One of the world’s largest conferences for computer security professionals took place last week in San Francisco, the RSA Conference.
And it was held under the shadow of Edward Snowden’s revelations of NSA spying.
Emotions about the scandal were running high at this conference in particular. The computer security professionals that attend are the people trying to keep their companies safe from prying eyes. And the company for which the show is named, RSA, was found to be working with the NSA.
RSA is a security unit owned by EMC that makes encryption technology, the kind of tech that is supposed to make your computer safe from hackers and spies.
The NSA paid RSA $US10 million to influence the default method of encryption used in a popular RSA product, documents leaked by Edward Snowden revealed.
The implication is that the NSA could break into computers and read documents, even if the data was encrypted.
During his keynote speech, RSA’s executive chairman, Arthur Coviello Jr., went off-script to address the allegations, The Times’ Nicole Perlroth reports. He said:
“Has RSA done work with the N.S.A.? Yes. But the fact has been a matter of public record for nearly a decade.”
Meanwhile, a T-shirt created by privacy watchdog organisation The Electronic Frontier Foundation was everywhere. It features an image of the NSA’s logo, the red-eyed eagle, using his talons to plug into the nation’s telecommunications system.
Some executives at AT&T were offended. One told Perloth:
“There are many of us at AT&T who are disturbed by what we’ve been hearing about the N.S.A.,” this person said. “But when you see that,” he said, pointing to the T-shirts, “a conversation becomes impossible.”
Other security professionals worked to end the RSA conference altogether.

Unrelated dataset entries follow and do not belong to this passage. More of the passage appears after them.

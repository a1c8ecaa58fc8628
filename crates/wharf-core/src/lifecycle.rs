//! Container lifecycle state machine
//!
//! A container is `Created`, `Running` or `Exited`. Every transition is
//! published through a [`tokio::sync::watch`] channel, so waiters observe the
//! current value before blocking and never miss an exit that happened just
//! before they started waiting.

use crate::{CoreError, Result};
use chrono::{DateTime, Utc};
use serde::{Deserialize, Serialize};
use std::time::Duration;
use tokio::sync::watch;

/// Coarse lifecycle phase
#[derive(Debug, Clone, Copy, PartialEq, Eq, Serialize, Deserialize)]
#[serde(rename_all = "lowercase")]
pub enum Phase {
    Created,
    Running,
    Exited,
}

impl std::fmt::Display for Phase {
    fn fmt(&self, f: &mut std::fmt::Formatter<'_>) -> std::fmt::Result {
        match self {
            Self::Created => write!(f, "created"),
            Self::Running => write!(f, "running"),
            Self::Exited => write!(f, "exited"),
        }
    }
}

/// Observable state of a container
#[derive(Debug, Clone, PartialEq, Serialize, Deserialize)]
pub struct State {
    pub phase: Phase,
    pub running: bool,
    /// Exit code of the last run, meaningful once `phase` is `Exited`
    pub exit_code: i32,
    pub pid: Option<u32>,
    pub started_at: Option<DateTime<Utc>>,
    pub finished_at: Option<DateTime<Utc>>,
    /// Number of times the container has been started
    #[serde(default)]
    pub generation: u64,
}

impl Default for State {
    fn default() -> Self {
        Self {
            phase: Phase::Created,
            running: false,
            exit_code: 0,
            pid: None,
            started_at: None,
            finished_at: None,
            generation: 0,
        }
    }
}

impl State {
    /// Human readable status in the style of `ps`
    pub fn describe(&self) -> String {
        match self.phase {
            Phase::Created => "Created".to_string(),
            Phase::Running => match self.started_at {
                Some(at) => format!("Up since {}", at.format("%Y-%m-%d %H:%M:%S")),
                None => "Up".to_string(),
            },
            Phase::Exited => format!("Exited ({})", self.exit_code),
        }
    }
}

/// Owner of a container's [`State`].
///
/// Only the container itself transitions the state; everybody else observes it.
#[derive(Debug)]
pub struct Lifecycle {
    tx: watch::Sender<State>,
}

impl Default for Lifecycle {
    fn default() -> Self {
        Self::new()
    }
}

impl Lifecycle {
    pub fn new() -> Self {
        Self::restore(State::default())
    }

    /// Resume from a persisted state
    pub fn restore(state: State) -> Self {
        let (tx, _rx) = watch::channel(state);
        Self { tx }
    }

    pub fn snapshot(&self) -> State {
        self.tx.borrow().clone()
    }

    pub fn is_running(&self) -> bool {
        self.tx.borrow().running
    }

    pub fn subscribe(&self) -> watch::Receiver<State> {
        self.tx.subscribe()
    }

    /// Transition `Created`/`Exited` -> `Running`, returning the new generation
    pub(crate) fn mark_running(&self, pid: Option<u32>) -> Result<u64> {
        let mut outcome = Err(CoreError::InvalidState(
            "container is already running".to_string(),
        ));
        self.tx.send_if_modified(|state| {
            if state.phase == Phase::Running {
                return false;
            }
            state.phase = Phase::Running;
            state.running = true;
            state.pid = pid;
            state.exit_code = 0;
            state.started_at = Some(Utc::now());
            state.finished_at = None;
            state.generation += 1;
            outcome = Ok(state.generation);
            true
        });
        outcome
    }

    /// Transition `Running` -> `Exited` for the run identified by `generation`.
    ///
    /// Returns false when that run has already been marked exited.
    pub(crate) fn mark_exited(&self, generation: u64, exit_code: i32) -> bool {
        self.tx.send_if_modified(|state| {
            if state.phase != Phase::Running || state.generation != generation {
                return false;
            }
            state.phase = Phase::Exited;
            state.running = false;
            state.pid = None;
            state.exit_code = exit_code;
            state.finished_at = Some(Utc::now());
            true
        })
    }

    /// Block until the container reaches `Exited` and return its exit code.
    ///
    /// Returns immediately when it already has.
    pub async fn wait(&self) -> Result<i32> {
        let mut rx = self.tx.subscribe();
        let state = rx
            .wait_for(|s| s.phase == Phase::Exited)
            .await
            .map_err(|_| CoreError::InvalidState("container was dropped".to_string()))?;
        Ok(state.exit_code)
    }

    /// Like [`Lifecycle::wait`], giving up after `timeout`
    pub async fn wait_timeout(&self, timeout: Duration) -> Result<i32> {
        tokio::time::timeout(timeout, self.wait())
            .await
            .map_err(|_| CoreError::Timeout(timeout))?
    }

    /// Resolve once the container has been started at least once
    pub async fn wait_started(&self) -> Result<()> {
        let mut rx = self.tx.subscribe();
        rx.wait_for(|s| s.generation > 0)
            .await
            .map_err(|_| CoreError::InvalidState("container was dropped".to_string()))?;
        Ok(())
    }
}

/// Resolve with the exit code of run `generation`, or with the latest exit code
/// if a later run has already begun.
pub(crate) async fn run_exited(mut rx: watch::Receiver<State>, generation: u64) -> i32 {
    match rx
        .wait_for(|s| s.generation > generation || (s.generation == generation && !s.running))
        .await
    {
        Ok(state) => state.exit_code,
        Err(_) => -1,
    }
}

In the weeks leading up to RSA, a growing number of speakers pulled out of the RSA conference in protest.
That led to an alternative, boycott conference called TrustyCon held at a nearby conference space.

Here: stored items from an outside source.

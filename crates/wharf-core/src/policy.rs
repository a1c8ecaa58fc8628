//! What happens to a process when the client feeding its stdin goes away

use serde::{Deserialize, Serialize};

/// How a container's standard streams are wired
#[derive(Debug, Clone, Copy, PartialEq, Eq, Serialize, Deserialize)]
#[serde(rename_all = "lowercase")]
pub enum WiringMode {
    /// Three independent pipes; stdout and stderr are distinguishable
    Pipe,
    /// A single pseudo-terminal carries input and merged output
    Tty,
}

impl WiringMode {
    pub fn from_tty(tty: bool) -> Self {
        if tty {
            Self::Tty
        } else {
            Self::Pipe
        }
    }
}

/// Action taken on the process stdin when a client's stdin endpoint ends
#[derive(Debug, Clone, Copy, PartialEq, Eq)]
pub enum DisconnectAction {
    /// Close the process stdin, delivering EOF
    CloseStdin,
    /// Leave the process stdin open for a later client
    KeepOpen,
}

impl DisconnectAction {
    /// Whether the attach session ends as soon as its stdin endpoint does.
    ///
    /// After `CloseStdin` the session keeps streaming output until the process
    /// exits; after `KeepOpen` the client is released right away.
    pub fn ends_session(self) -> bool {
        matches!(self, Self::KeepOpen)
    }
}

/// Decide what a stdin disconnect does to the process.
///
/// A terminal never forwards EOF on disconnect. With pipes the stdin is closed
/// only when the container was created to receive a single stdin stream.
pub fn on_stdin_closed(mode: WiringMode, stdin_once: bool) -> DisconnectAction {
    match mode {
        WiringMode::Tty => DisconnectAction::KeepOpen,
        WiringMode::Pipe if stdin_once => DisconnectAction::CloseStdin,
        WiringMode::Pipe => DisconnectAction::KeepOpen,
    }
}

Word is that the RSA conference organisers attempted to stop TrustyCont by trying to convince the venue owners not to allow it, Perlroth reports. Ultimately, it was held, tickets sold out, raising $20,000 for the EFF, the Register Reports. It was filled with big name speakers from the security industry.
Plus, the man who organised it, Alex Stamos, was just hired by Yahoo to be its chief information security officer, reports Re/Code’s Arik Hesseldahl.